I knew as I got older that the image painted by mainstream media was not always the truth; I knew there was more to every story than what we were being made to believe. I am not, by any means, attempting to defend the tyranny of extremists; rather, I am trying to understand how reached a point where they felt the need to take such severe measures.

This is where I feel the comparison to X-men is valid as they were just normal people who were considered dangerous because of their mutant abilities. X-men editor, Ann Nocenti, believes that attitudes towards mutants do not make sense in the Marvel universe as non-mutants with similar abilities are not regarded as fear (e.g. superheroes). She says,

“I think that's literary, really - because there is no difference between Colossus and the Torch. If a guy comes into my office in flames, or a guy comes into my office and turns to steel, I'm going to have the same reaction. It doesn't really matter that I know their origin.” (Nocenti)

Similarly, the world has built a monstrous image of extremists, not realizing that we are all fighting the same battle: to protect our loved ones from the hate present in the "outside" world.

The only difference is the implementation of our values and the tools we use to make a statement. This is where the philosophical debate between Charles Xavier and Magneto takes effect. Xavier believes in the peaceful co-existence and settlement of mutants and homo sapiens as they are both the same at their core – they are humans. Magento, on the other hand, has been facing negative repercussions since Nazi Germany and believes that power is key in coping with differences. Magneto states,

“So… in effect, you swapped 5,000 human lives for one mutant one. That’s regrettable. But when there are less than 200 mutants on the planet, I can live with that…We all have felt the sting of human hatred, seen the disgust smoulder in their eyes, we have grubbed and hidden like beaten animals anxious for a crumb from [our] master.
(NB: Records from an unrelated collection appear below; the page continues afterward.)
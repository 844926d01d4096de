//! Mutations of control planes that are exposed through seed load balancers.

use std::sync::Arc;

use anyhow::Context;
use extensions::apis::cluster::ClusterContext;
use extensions::checksum::{compute_secret_checksum, ensure_secret_checksum_annotation};
use extensions::client::SeedClient;
use extensions::error::Error;
use extensions::imagevector::ImageVector;
use extensions::merge::{ensure_named, ensure_string_with_prefix};
use extensions::webhook::{deployment_container, Ensurer, EnsurerContext, ETCD_EVENTS, KUBE_APISERVER};
use k8s_openapi::api::apps::v1::{Deployment, StatefulSet};
use k8s_openapi::api::core::v1::{
    Container, ContainerPort, EnvVar, EnvVarSource, SecretKeySelector, Service, VolumeMount,
};
use lazy_static::lazy_static;
use tracing::{debug, info};

use crate::{ETCD_BACKUP_RESTORE_IMAGE_NAME, STORAGE_PROVIDER};

/// Full snapshot schedule of etcd backups.
pub const DEFAULT_BACKUP_SCHEDULE: &str = "0 */24 * * *";
/// Name of the secret holding the backup bucket credentials.
pub const BACKUP_SECRET_NAME: &str = "etcd-backup";
/// Name of the backup sidecar.
pub const BACKUP_RESTORE_CONTAINER: &str = "backup-restore";

const ADVERTISE_ADDRESS_FLAG: &str = "--advertise-address=";
const ETCD_DATA_DIR: &str = "/var/etcd/data";

lazy_static! {
    static ref BACKUP_ENV: Vec<(&'static str, &'static str)> = vec![
        ("STORAGE_CONTAINER", "bucketName"),
        ("ALICLOUD_ENDPOINT", "storageEndpoint"),
        ("ALICLOUD_ACCESS_KEY_ID", "accessKeyID"),
        ("ALICLOUD_ACCESS_KEY_SECRET", "accessKeySecret"),
    ];
}

/// Points the API server at its load balancer and adds backup sidecars to
/// etcd.
pub struct ExposureEnsurer {
    client: Arc<dyn SeedClient>,
    images: Arc<ImageVector>,
}

impl ExposureEnsurer {
    /// Creates an ensurer reading services and secrets through `client`.
    pub fn new(client: Arc<dyn SeedClient>, images: Arc<ImageVector>) -> Self {
        ExposureEnsurer { client, images }
    }

    async fn load_balancer_address(&self, namespace: &str) -> anyhow::Result<Option<String>> {
        let service = self
            .client
            .get_service(namespace, KUBE_APISERVER)
            .await
            .with_context(|| format!("could not get service '{}/{}'", namespace, KUBE_APISERVER))?;
        Ok(service.as_ref().and_then(ingress_address))
    }
}

fn ingress_address(service: &Service) -> Option<String> {
    let ingress = service
        .status
        .as_ref()?
        .load_balancer
        .as_ref()?
        .ingress
        .as_ref()?
        .first()?;
    ingress.ip.clone().or_else(|| ingress.hostname.clone())
}

/// The full snapshot schedule of a cluster's etcd. Configured schedules are
/// not honoured; every cluster is backed up on the default schedule.
pub fn backup_schedule(cluster: &ClusterContext) -> &'static str {
    if let Some(configured) = cluster
        .shoot
        .spec
        .backup
        .as_ref()
        .and_then(|backup| backup.schedule.as_deref())
    {
        debug!(%configured, "Using the default backup schedule");
    }
    DEFAULT_BACKUP_SCHEDULE
}

fn backup_restore_container(
    name: &str,
    image: String,
    schedule: &str,
    storage_provider: &str,
) -> Container {
    let command = vec![
        "etcdbrctl".to_owned(),
        "server".to_owned(),
        format!("--schedule={}", schedule),
        format!("--data-dir={}/new.etcd", ETCD_DATA_DIR),
        format!("--storage-provider={}", storage_provider),
        format!("--store-prefix={}", name),
        "--cert=/root/etcd-ssl/client/tls.crt".to_owned(),
        "--key=/root/etcd-ssl/client/tls.key".to_owned(),
        "--cacert=/root/etcd-ssl/ca/ca.crt".to_owned(),
        "--insecure-transport=false".to_owned(),
        "--insecure-skip-tls-verify=false".to_owned(),
        format!("--endpoints=https://{}-local:2379", name),
        "--etcd-connection-timeout=300".to_owned(),
        "--delta-snapshot-period-seconds=300".to_owned(),
        "--delta-snapshot-memory-limit=104857600".to_owned(),
        "--garbage-collection-period-seconds=43200".to_owned(),
        format!("--snapstore-temp-directory={}/temp", ETCD_DATA_DIR),
    ];
    let env = if storage_provider.is_empty() {
        None
    } else {
        Some(
            BACKUP_ENV
                .iter()
                .map(|(variable, key)| EnvVar {
                    name: (*variable).to_owned(),
                    value_from: Some(EnvVarSource {
                        secret_key_ref: Some(SecretKeySelector {
                            name: Some(BACKUP_SECRET_NAME.to_owned()),
                            key: (*key).to_owned(),
                            ..Default::default()
                        }),
                        ..Default::default()
                    }),
                    ..Default::default()
                })
                .collect(),
        )
    };
    Container {
        name: BACKUP_RESTORE_CONTAINER.to_owned(),
        image: Some(image),
        image_pull_policy: Some("IfNotPresent".to_owned()),
        command: Some(command),
        env,
        ports: Some(vec![ContainerPort {
            name: Some("server".to_owned()),
            container_port: 8080,
            protocol: Some("TCP".to_owned()),
            ..Default::default()
        }]),
        volume_mounts: Some(vec![
            VolumeMount {
                name: name.to_owned(),
                mount_path: ETCD_DATA_DIR.to_owned(),
                ..Default::default()
            },
            VolumeMount {
                name: "ca-etcd".to_owned(),
                mount_path: "/root/etcd-ssl/ca".to_owned(),
                ..Default::default()
            },
            VolumeMount {
                name: "etcd-client-tls".to_owned(),
                mount_path: "/root/etcd-ssl/client".to_owned(),
                ..Default::default()
            },
        ]),
        ..Default::default()
    }
}

#[async_trait::async_trait]
impl Ensurer for ExposureEnsurer {
    async fn ensure_kube_apiserver_deployment(
        &self,
        ctx: &EnsurerContext,
        deployment: &mut Deployment,
    ) -> anyhow::Result<()> {
        let namespace = ctx.namespace();
        let address = match self.load_balancer_address(namespace).await? {
            Some(address) => address,
            None => {
                debug!(%namespace, "API server load balancer has no address yet");
                return Ok(());
            }
        };
        if let Some(container) = deployment_container(deployment, KUBE_APISERVER) {
            let command = container.command.get_or_insert_with(Vec::new);
            ensure_string_with_prefix(command, ADVERTISE_ADDRESS_FLAG, &address);
            info!(%namespace, %address, "Ensured API server advertise address");
        }
        Ok(())
    }

    async fn ensure_etcd_stateful_set(
        &self,
        ctx: &EnsurerContext,
        stateful_set: &mut StatefulSet,
        cluster: &ClusterContext,
    ) -> anyhow::Result<()> {
        let namespace = ctx.namespace();
        let name = stateful_set
            .metadata
            .name
            .clone()
            .ok_or_else(|| Error::invalid("metadata.name", "Required", "stateful set has no name"))?;
        let image = self
            .images
            .find_image(
                ETCD_BACKUP_RESTORE_IMAGE_NAME,
                None,
                Some(cluster.kubernetes_version()),
            )?
            .reference();

        let backed_up = name != ETCD_EVENTS && cluster.seed.spec.backup.is_some();
        let storage_provider = if backed_up { STORAGE_PROVIDER } else { "" };
        let container =
            backup_restore_container(&name, image, backup_schedule(cluster), storage_provider);

        let checksum = if backed_up {
            let secret = self
                .client
                .get_secret(namespace, BACKUP_SECRET_NAME)
                .await
                .with_context(|| format!("could not get secret '{}/{}'", namespace, BACKUP_SECRET_NAME))?
                .ok_or_else(|| Error::NotFound {
                    kind: "Secret".to_owned(),
                    name: format!("{}/{}", namespace, BACKUP_SECRET_NAME),
                })?;
            Some(compute_secret_checksum(&secret.data.unwrap_or_default()))
        } else {
            None
        };

        if let Some(spec) = stateful_set.spec.as_mut() {
            if let Some(pod) = spec.template.spec.as_mut() {
                ensure_named(&mut pod.containers, container);
            }
            if let Some(checksum) = checksum {
                let metadata = spec.template.metadata.get_or_insert_with(Default::default);
                ensure_secret_checksum_annotation(
                    metadata.annotations.get_or_insert_with(Default::default),
                    BACKUP_SECRET_NAME,
                    &checksum,
                );
            }
        }
        debug!(%namespace, %name, backed_up, "Ensured etcd backup sidecar");
        Ok(())
    }
}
We have lived too long in darkness and fear. No more! Nature has made us superior.”

A vicious cycle

According to a recent study by Brooking Institute on unmanned drone strikes, three to four civilians are losing their lives per each terrorist the hit is aimed at. It seems like the civilian lives are considered expendable to the greater cause. This, however, is creating more and more extremists. The children and family members of those lost in the battle see their innocent loved ones die and feel hateful towards those trying to better the world. They then seek justice and revenge for their loss, and in turn, more terrorists are formed. This may or may not be where we are going wrong in our battle to bring peace on earth – just food for thought.